GERTRUDE STEIN ET PABLO PICASSO. L’invention du langage. On connaît Gertrude Stein (1874-1946) pour son homosexualité assumée, sa collection de peinture (Cézanne, Matisse, Picasso, Gris, etc.) et le célèbre portrait qu’en fit Picasso (1881-1973) en 1906, portrait qui n’est malheureusement pas exposé ici. Mais cette fille d’une riche famille juive de Baltimore est avant tout une écrivaine prolifique qui ne connaît la célébrité qu’en 1933 avec la publication de The Autobiography of Alice B. Toklas. Avec cette œuvre «alimentaire», très éloignée de sa production poétique habituelle, elle fait raconter par sa compagne, inhumée avec elle au cimetière du Père-Lachaise, sa vision épique de sa vie à Paris. Cet ouvrage, traduit en français, lui vaut l’inimitié de certains artistes, dont Picasso qui s’éloigne d’elle jusqu’en 1935. Mais c’est surtout à partir de 1934 qu’elle connaît un autre grand succès avec la mise en scène de son opéra Four Saints in Three Acts, écrit en 1927 avec le compositeur Virgil Thomson. Les jeunes artistes américains s’intéressent alors à elle et à ses écrits. Dans ceux-ci, réédités dans les années 1950, elle utilise un style fait de répétitions, d’insistances, parfois proche de la non-lisibilité, une sorte de cubisme littéraire, minimaliste. Ce style séduit de jeunes créateurs comme le musicien John Cage, le chorégraphe Merce Cunningham, les artistes Rauschenberg, Jasper Johns, Andy Warhol, Nam June Paik etc., jusqu’à Carl Andre, Anne Teresa de Keersmaeker, Robert Indiana ou encore Julian Beck et son Living Theater, pour n’en citer que quelques-uns.

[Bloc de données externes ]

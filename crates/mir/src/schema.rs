use std::collections::HashMap;

use p3_field::Field;
use serde::{Deserialize, Serialize};

use crate::{
    assignment::Assignment,
    constraint::Constraint,
    value_range::RegisterWidths,
};

/// Index of a module inside a [Schema].
#[derive(Copy, Clone, Debug, PartialEq, Eq, PartialOrd, Ord, Hash, Serialize, Deserialize)]
pub struct ModuleId(pub usize);

/// Index of a register inside its owning module.
#[derive(Copy, Clone, Debug, PartialEq, Eq, PartialOrd, Ord, Hash, Serialize, Deserialize)]
pub struct RegisterId(pub usize);

impl RegisterId {
    /// Sentinel for accesses with no backing register (optional lookup
    /// selectors).
    pub const UNUSED: RegisterId = RegisterId(usize::MAX);

    pub fn is_used(&self) -> bool {
        *self != Self::UNUSED
    }
}

#[derive(Copy, Clone, Debug, PartialEq, Eq, Hash, Serialize, Deserialize)]
pub enum RegisterKind {
    Input,
    Output,
    Computed,
    /// A computed register pinned to 0 on every row; used to pad lookups.
    Zero,
}

#[derive(Clone, Debug, PartialEq, Eq, Serialize, Deserialize)]
pub struct Register {
    pub name: String,
    pub width: usize,
    pub kind: RegisterKind,
}

impl Register {
    pub fn new(name: impl Into<String>, width: usize, kind: RegisterKind) -> Self {
        Self {
            name: name.into(),
            width,
            kind,
        }
    }

    pub fn input(name: impl Into<String>, width: usize) -> Self {
        Self::new(name, width, RegisterKind::Input)
    }

    pub fn computed(name: impl Into<String>, width: usize) -> Self {
        Self::new(name, width, RegisterKind::Computed)
    }
}

/// A module owns an ordered register table plus append-only assignment and
/// constraint lists. Registers are referred to by index; the table order is
/// the declaration order and is never permuted.
#[derive(Clone, Debug)]
pub struct Module<F> {
    pub name: String,
    registers: Vec<Register>,
    name_index: HashMap<String, RegisterId>,
    pub assignments: Vec<Assignment<F>>,
    pub constraints: Vec<Constraint<F>>,
    pub allow_padding: bool,
    pub is_public: bool,
    pub is_synthetic: bool,
    /// Opaque trace-length metadata, forwarded through every pass.
    pub length_keys: Vec<String>,
}

impl<F: Field> Module<F> {
    pub fn new(name: impl Into<String>) -> Self {
        Self {
            name: name.into(),
            registers: Vec::new(),
            name_index: HashMap::new(),
            assignments: Vec::new(),
            constraints: Vec::new(),
            allow_padding: false,
            is_public: false,
            is_synthetic: false,
            length_keys: Vec::new(),
        }
    }

    /// Copies the non-register attributes of `other` onto a fresh module.
    pub fn like(other: &Module<F>) -> Self {
        let mut module = Self::new(other.name.clone());
        module.allow_padding = other.allow_padding;
        module.is_public = other.is_public;
        module.is_synthetic = other.is_synthetic;
        module.length_keys = other.length_keys.clone();
        module
    }

    pub fn add_register(&mut self, register: Register) -> RegisterId {
        let id = RegisterId(self.registers.len());
        let previous = self.name_index.insert(register.name.clone(), id);
        assert!(
            previous.is_none(),
            "duplicate register name {:?} in module {:?}",
            register.name,
            self.name
        );
        self.registers.push(register);
        id
    }

    pub fn register(&self, id: RegisterId) -> &Register {
        &self.registers[id.0]
    }

    pub fn register_by_name(&self, name: &str) -> Option<RegisterId> {
        self.name_index.get(name).copied()
    }

    pub fn registers(&self) -> &[Register] {
        &self.registers
    }

    pub fn num_registers(&self) -> usize {
        self.registers.len()
    }

    pub fn push_assignment(&mut self, assignment: Assignment<F>) {
        self.assignments.push(assignment);
    }

    pub fn push_constraint(&mut self, constraint: Constraint<F>) {
        self.constraints.push(constraint);
    }
}

impl<F> RegisterWidths for Module<F> {
    fn width(&self, register: RegisterId) -> Option<usize> {
        self.registers.get(register.0).map(|r| r.width)
    }
}

/// An ordered list of modules. Module identifiers are indices into the list;
/// cross-module references always go through `(ModuleId, RegisterId)`, never
/// through pointers.
#[derive(Clone, Debug, Default)]
pub struct Schema<F> {
    modules: Vec<Module<F>>,
}

impl<F: Field> Schema<F> {
    pub fn new() -> Self {
        Self {
            modules: Vec::new(),
        }
    }

    pub fn add_module(&mut self, module: Module<F>) -> ModuleId {
        let id = ModuleId(self.modules.len());
        self.modules.push(module);
        id
    }

    pub fn module(&self, id: ModuleId) -> &Module<F> {
        &self.modules[id.0]
    }

    pub fn module_mut(&mut self, id: ModuleId) -> &mut Module<F> {
        &mut self.modules[id.0]
    }

    pub fn modules(&self) -> &[Module<F>] {
        &self.modules
    }

    pub fn module_ids(&self) -> impl Iterator<Item = ModuleId> {
        (0..self.modules.len()).map(ModuleId)
    }

    pub fn module_by_name(&self, name: &str) -> Option<ModuleId> {
        self.modules
            .iter()
            .position(|m| m.name == name)
            .map(ModuleId)
    }

    /// Binds labelled constants across every module. Unmatched labels keep
    /// propagating as opaque constants.
    pub fn substitute(&self, bindings: &HashMap<String, F>) -> Self {
        let mut out = self.clone();
        for module in &mut out.modules {
            for assignment in &mut module.assignments {
                *assignment = assignment.substitute(bindings);
            }
            for constraint in &mut module.constraints {
                *constraint = constraint.substitute(bindings);
            }
        }
        out
    }

    /// Checks the structural invariants every well-formed input schema obeys:
    /// register ids in range, mask widths bounded by declared widths, arity
    /// agreement on lookups and ranges. Violations are programming errors in
    /// the producer of the schema.
    pub fn validate(&self) {
        for module in &self.modules {
            for constraint in &module.constraints {
                constraint.validate(self);
            }
        }
    }
}

#[cfg(test)]
mod tests {
    use p3_baby_bear::BabyBear;

    use super::*;

    #[test]
    fn register_table_is_ordered() {
        let mut module = Module::<BabyBear>::new("m");
        let a = module.add_register(Register::input("a", 8));
        let b = module.add_register(Register::computed("b", 16));
        assert_eq!(a, RegisterId(0));
        assert_eq!(b, RegisterId(1));
        assert_eq!(module.register(b).width, 16);
        assert_eq!(module.register_by_name("a"), Some(a));
        assert_eq!(module.register_by_name("c"), None);
    }

    #[test]
    #[should_panic(expected = "duplicate register name")]
    fn duplicate_names_are_rejected() {
        let mut module = Module::<BabyBear>::new("m");
        module.add_register(Register::input("a", 8));
        module.add_register(Register::input("a", 8));
    }

    #[test]
    fn unused_register_id() {
        assert!(!RegisterId::UNUSED.is_used());
        assert!(RegisterId(0).is_used());
    }
}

Pour décrire et illustrer l’œuvre de Stein, les commissaires ont conçu une exposition en deux parties, qui se situe dans la commémoration du cinquantenaire de la mort de Picasso, le «Paris Moment» et l’«American Moment». Dans la première partie, nous avons une petite trentaine d’œuvres de Picasso, dont de rares réalisations en carton comme ces Guitares de 1912, à côté de peintures de Cézanne, Braque, Matisse et Gris et de la tête de Gertrude Stein, sculptée par Jacques Lipchitz en 1920.
«American Moment» commence par une section faite d’audiovisuels de danses et de concerts, d’affiches de théâtre, de photographies et d’ouvrages de Stein sous le titre de «Grammaire», en référence aux propos de Merce Cunningham pour qui «La grammaire est le sens.»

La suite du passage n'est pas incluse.